→ TASK REQUIREMENTS
Find the line containing "use serde::Serialize;" in the records below. Copy exactly that line and each one after it, ending at the line containing "(self.sum_sq as f64", and nothing more.

→ MATERIAL TO PROCESS
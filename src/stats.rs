//! Hold duration, acquisition latency and contention statistics
//!
//! Every hold duration sample is retained per lock: exact median, min/max
//! and the histogram need the full distribution, and a post-mortem trace is
//! bounded anyway. Mean and standard deviation come from running sums so they
//! stay exact for integer nanosecond samples.

use crate::event::{LockEvent, LockId};
use fnv::FnvHashMap;
use serde::Serialize;

/// Position of a release in the trace
#[derive(Debug, Clone, Copy, PartialEq, Eq, Serialize)]
pub struct ReleaseMark {
    pub index: u64,
    pub timestamp_ns: i64,
}

impl ReleaseMark {
    fn of(event: &LockEvent) -> Self {
        Self {
            index: event.index,
            timestamp_ns: event.timestamp_ns,
        }
    }
}

/// One equal-width histogram bucket, `[start, end)` except for the last one
#[derive(Debug, Clone, PartialEq, Serialize)]
pub struct HistogramBucket {
    pub start: f64,
    pub end: f64,
    pub count: u64,
}

/// Hold durations of a single lock
#[derive(Debug, Clone, Default)]
pub struct DurationStats {
    count: u64,
    sum: i128,
    sum_sq: i128,
    samples: Vec<i64>,
    first_release: Option<ReleaseMark>,
    last_release: Option<ReleaseMark>,
}

impl DurationStats {
    /// Record one matched acquire/release pair
    pub fn record(&mut self, duration_ns: i64, release: &LockEvent) {
        self.count += 1;
        let d = i128::from(duration_ns);
        self.sum = self.sum.saturating_add(d);
        self.sum_sq = self.sum_sq.saturating_add(d * d);
        self.samples.push(duration_ns);

        let mark = ReleaseMark::of(release);
        if self.first_release.is_none() {
            self.first_release = Some(mark);
        }
        self.last_release = Some(mark);
    }

    pub fn count(&self) -> u64 {
        self.count
    }

    pub fn samples(&self) -> &[i64] {
        &self.samples
    }

    pub fn mean(&self) -> Option<f64> {
        if self.count == 0 {
            return None;
        }
        Some(self.sum as f64 / self.count as f64)
    }

    /// Population standard deviation, `sqrt(sumSq/n - mean²)`
    ///
    /// Computed as `sqrt(n·sumSq - sum²) / n` in integers so identical samples
    /// give exactly zero.
    pub fn stddev(&self) -> Option<f64> {
        if self.count == 0 {
            return None;
        }
        let n = i128::from(self.count);

        let variance_n2 = n
            .checked_mul(self.sum_sq)
            .and_then(|a| self.sum.checked_mul(self.sum).map(|b| a - b));

        let stddev = match variance_n2 {
            Some(v) => (v.max(0) as f64).sqrt() / n as f64,
            None => {
                let mean = self.sum as f64 / n as f64;
                (self.sum_sq as f64 / n as f64 - mean * mean).max(0.0).sqrt()
            }
        };

        Some(stddev)
    }

    /// Full summary with a histogram of `buckets` buckets, `None` without samples
    pub fn summary(&self, buckets: usize) -> Option<DurationSummary> {
        let mean = self.mean()?;
        let stddev = self.stddev()?;

        let mut sorted = self.samples.clone();
        sorted.sort_unstable();

        Some(DurationSummary {
            count: self.count,
            total_ns: self.sum as f64,
            mean_ns: mean,
            stddev_ns: stddev,
            min_ns: sorted[0],
            median_ns: sorted[sorted.len() / 2],
            max_ns: sorted[sorted.len() - 1],
            histogram: histogram(&sorted, buckets),
            first_release: self.first_release,
            last_release: self.last_release,
        })
    }
}

/// Derived hold duration statistics of one lock
#[derive(Debug, Clone, PartialEq, Serialize)]
pub struct DurationSummary {
    pub count: u64,
    pub total_ns: f64,
    pub mean_ns: f64,
    pub stddev_ns: f64,
    pub min_ns: i64,
    pub median_ns: i64,
    pub max_ns: i64,
    pub histogram: Vec<HistogramBucket>,
    pub first_release: Option<ReleaseMark>,
    pub last_release: Option<ReleaseMark>,
}

/// Equal-width histogram over `[min, max]` of already sorted samples
///
/// When every sample is identical there is no width to divide by and all
/// samples land in a single bucket. The maximum is counted in the last bucket,
/// so bucket counts always add up to the number of samples.
pub fn histogram(sorted: &[i64], buckets: usize) -> Vec<HistogramBucket> {
    let (min, max) = match (sorted.first(), sorted.last()) {
        (Some(&min), Some(&max)) => (min, max),
        _ => return Vec::new(),
    };

    if min == max || buckets <= 1 {
        return vec![HistogramBucket {
            start: min as f64,
            end: max as f64,
            count: sorted.len() as u64,
        }];
    }

    // Samples span the whole i64 range in corrupt traces
    let range = i128::from(max) - i128::from(min);
    let width = range as f64 / buckets as f64;
    let mut counts = vec![0u64; buckets];

    for &v in sorted {
        let offset = i128::from(v) - i128::from(min);
        let slot = ((offset as f64 / width) as usize).min(buckets - 1);
        counts[slot] += 1;
    }

    counts
        .into_iter()
        .enumerate()
        .map(|(i, count)| HistogramBucket {
            start: min as f64 + i as f64 * width,
            end: min as f64 + (i + 1) as f64 * width,
            count,
        })
        .collect()
}

/// Time spent waiting for a lock; only the mean is reported
#[derive(Debug, Clone, Copy, Default, PartialEq, Eq)]
pub struct LatencyStats {
    count: u64,
    sum: i128,
}

impl LatencyStats {
    pub fn record(&mut self, latency_ns: i64) {
        self.count += 1;
        self.sum += i128::from(latency_ns);
    }

    pub fn count(&self) -> u64 {
        self.count
    }

    pub fn mean(&self) -> Option<f64> {
        if self.count == 0 {
            return None;
        }
        Some(self.sum as f64 / self.count as f64)
    }
}

/// Everything aggregated for one lock
#[derive(Debug, Clone, Default)]
pub struct LockStats {
    pub durations: DurationStats,
    pub latency: LatencyStats,
    /// Acquisitions that happened while an earlier holder record was present
    pub contended: u64,
}

/// Per-lock statistics for one lock family (mutexes or rwlocks)
#[derive(Debug, Default)]
pub struct StatsTracker {
    locks: FnvHashMap<LockId, LockStats>,
}

impl StatsTracker {
    pub fn new() -> Self {
        Self::default()
    }

    /// Record a hold duration, measured at `release`
    pub fn record_hold(&mut self, lock: LockId, duration_ns: i64, release: &LockEvent) {
        self.locks
            .entry(lock)
            .or_default()
            .durations
            .record(duration_ns, release);
    }

    pub fn record_latency(&mut self, lock: LockId, latency_ns: i64) {
        self.locks.entry(lock).or_default().latency.record(latency_ns);
    }

    pub fn record_contention(&mut self, lock: LockId) {
        self.locks.entry(lock).or_default().contended += 1;
    }

    pub fn get(&self, lock: LockId) -> Option<&LockStats> {
        self.locks.get(&lock)
    }

    pub fn len(&self) -> usize {
        self.locks.len()
    }

    pub fn is_empty(&self) -> bool {
        self.locks.is_empty()
    }

    /// Locks with at least one hold duration sample, ordered by lock id
    pub fn with_samples(&self) -> Vec<(LockId, &LockStats)> {
        let mut locks: Vec<_> = self
            .locks
            .iter()
            .filter(|(_, stats)| stats.durations.count() > 0)
            .map(|(&id, stats)| (id, stats))
            .collect();
        locks.sort_by_key(|(id, _)| *id);
        locks
    }
}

→ TASK RESPONSE
use serde::Serialize;

/// Position of a release in the trace
#[derive(Debug, Clone, Copy, PartialEq, Eq, Serialize)]
pub struct ReleaseMark {
    pub index: u64,
    pub timestamp_ns: i64,
}

impl ReleaseMark {
    fn of(event: &LockEvent) -> Self {
        Self {
            index: event.index,
            timestamp_ns: event.timestamp_ns,
        }
    }
}

/// One equal-width histogram bucket, `[start, end)` except for the last one
#[derive(Debug, Clone, PartialEq, Serialize)]
pub struct HistogramBucket {
    pub start: f64,
    pub end: f64,
    pub count: u64,
}

/// Hold durations of a single lock
#[derive(Debug, Clone, Default)]
pub struct DurationStats {
    count: u64,
    sum: i128,
    sum_sq: i128,
    samples: Vec<i64>,
    first_release: Option<ReleaseMark>,
    last_release: Option<ReleaseMark>,
}

impl DurationStats {
    /// Record one matched acquire/release pair
    pub fn record(&mut self, duration_ns: i64, release: &LockEvent) {
        self.count += 1;
        let d = i128::from(duration_ns);
        self.sum = self.sum.saturating_add(d);
        self.sum_sq = self.sum_sq.saturating_add(d * d);
        self.samples.push(duration_ns);

        let mark = ReleaseMark::of(release);
        if self.first_release.is_none() {
            self.first_release = Some(mark);
        }
        self.last_release = Some(mark);
    }

    pub fn count(&self) -> u64 {
        self.count
    }

    pub fn samples(&self) -> &[i64] {
        &self.samples
    }

    pub fn mean(&self) -> Option<f64> {
        if self.count == 0 {
            return None;
        }
        Some(self.sum as f64 / self.count as f64)
    }

    /// Population standard deviation, `sqrt(sumSq/n - mean²)`
    ///
    /// Computed as `sqrt(n·sumSq - sum²) / n` in integers so identical samples
    /// give exactly zero.
    pub fn stddev(&self) -> Option<f64> {
        if self.count == 0 {
            return None;
        }
        let n = i128::from(self.count);

        let variance_n2 = n
            .checked_mul(self.sum_sq)
            .and_then(|a| self.sum.checked_mul(self.sum).map(|b| a - b));

        let stddev = match variance_n2 {
            Some(v) => (v.max(0) as f64).sqrt() / n as f64,
            None => {
                let mean = self.sum as f64 / n as f64;
                (self.sum_sq as f64 / n as f64 - mean * mean).max(0.0).sqrt()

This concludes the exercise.